Monday of Week 32 in Ordinary Time
Tit 1:1-9
Lk 17:1-6
“And if he wrongs you seven times a day and seven times comes back to you and says, ‘I’m sorry’, you must forgive him.”
Forgiveness can take you by surprise – especially if you’re the one who is being forgiven. Many years ago, my partner and I took a hiatus from each other. During this time, I started seeing someone who, on paper, looked like he was the perfect match. Let’s call him K. We were both Malaysians. We had gone to school together. We had both lived abroad extensively. We came from a similar background, with a similar middle class upbringing. K was offered the opportunity to come out to Asia, to take on a role in China, which made him geographically available. It was all too good to be true. My partner and I discussed it and our view was that I should explore it, seeing as K would fulfill what I would never be able to have with him if I stayed – a chance to have children and a shared cultural background. So I wasted the better part of a year, trying to convince myself that this was the right thing because on paper, K and I looked so good together.

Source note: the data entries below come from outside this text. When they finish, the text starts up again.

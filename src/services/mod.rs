// Service exports
pub mod profiles;
pub mod repository;

pub use profiles::{ProfileStore, ProfileStoreError};
pub use repository::{InMemoryMatchRepository, MatchRepository, RepositoryError};
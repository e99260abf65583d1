//! HackMatch - team matchmaking engine for hackathon participants
//!
//! Scores participant compatibility, searches bounded team combinations,
//! forms demographically segmented diverse teams, and tracks the lifecycle
//! of suggested matches.

pub mod config;
pub mod core;
pub mod models;
pub mod routes;
pub mod services;

// Re-export commonly used types
pub use core::{DiverseTeamOptions, MatchOptions, Matcher, MatcherConfig};
pub use models::{
    MatchScore, MatchStatus, ParticipantProfile, ScoringWeights, TeamMatch, TeamMatchRecord,
};
// Route exports
pub mod matches;

use actix_web::web;

pub fn configure_routes(cfg: &mut web::ServiceConfig) {
    cfg.service(
        web::scope("/api/v1")
            .configure(matches::configure),
    );
}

I know now that what ‘looks good on paper’ doesn’t necessarily translate to real life. K as it turned out, was someone who believed in being economical with the truth. In addition, he had a fairly casual understanding of the concept of fidelity. We did not last, unsurprisingly. The last I heard of K, he was living the ‘young, upwardly mobile, single man’s dream’ – except that K is now no longer a single man and is technically married to the Chinese woman he cheated on me with. Nowhere ‘on paper’ did it ever say that K was the cheat that he turned out to be. My partner took me back after I ended things with K. There were few questions asked. When I finally did broach the subject, he simply said, “I could never have given you that, but you needed to see if it was right for you. It was not. Now we move on”.
Forgiveness can take you by surprise, especially if the transgression is something that you would yourself, struggle to forgive. I will never fully comprehend how much I hurt my partner as he is a man of few words. I am deeply appreciative of the love and generosity he has for me, and am humbled because I’m not sure if I would have done the same in his place. Despite my flaws and all the mistakes I’ve made, God still blessed me with him. I sometimes think he came into my life to remind me daily to be a better person, to try to be the ‘good woman’ to his ‘good man’.
No one understands forgiveness like the repentant sinner. God sends us husbands and wives, as tangible evidence of the Redeemer’s tremendous love and sacrifice for us, while we were sinners. When we look into the eyes of our beloved, the tenderness we see is His reflection gazing back, affirming to us that we are loved despite ourselves. I give thanks daily for the wonderful man that God has blessed me with, someone to remind me that while I was a sinner, He blessed me with His forgiveness, His love and His understanding. It is not lost on me, how lucky and undeserving I am.
(Today’s OXYGEN by Sharon Soo)
Prayer: We pray for all couples going through relationship strife. Whatever the quarrel, may they find the forgiveness within themselves to say ‘I love you, it’s ok, let’s move on’.
Thanksgiving: I give thanks for my partner who opened my eyes to the power of forgiveness. I give thanks that God has blessed me with someone to remind me daily to be a better person.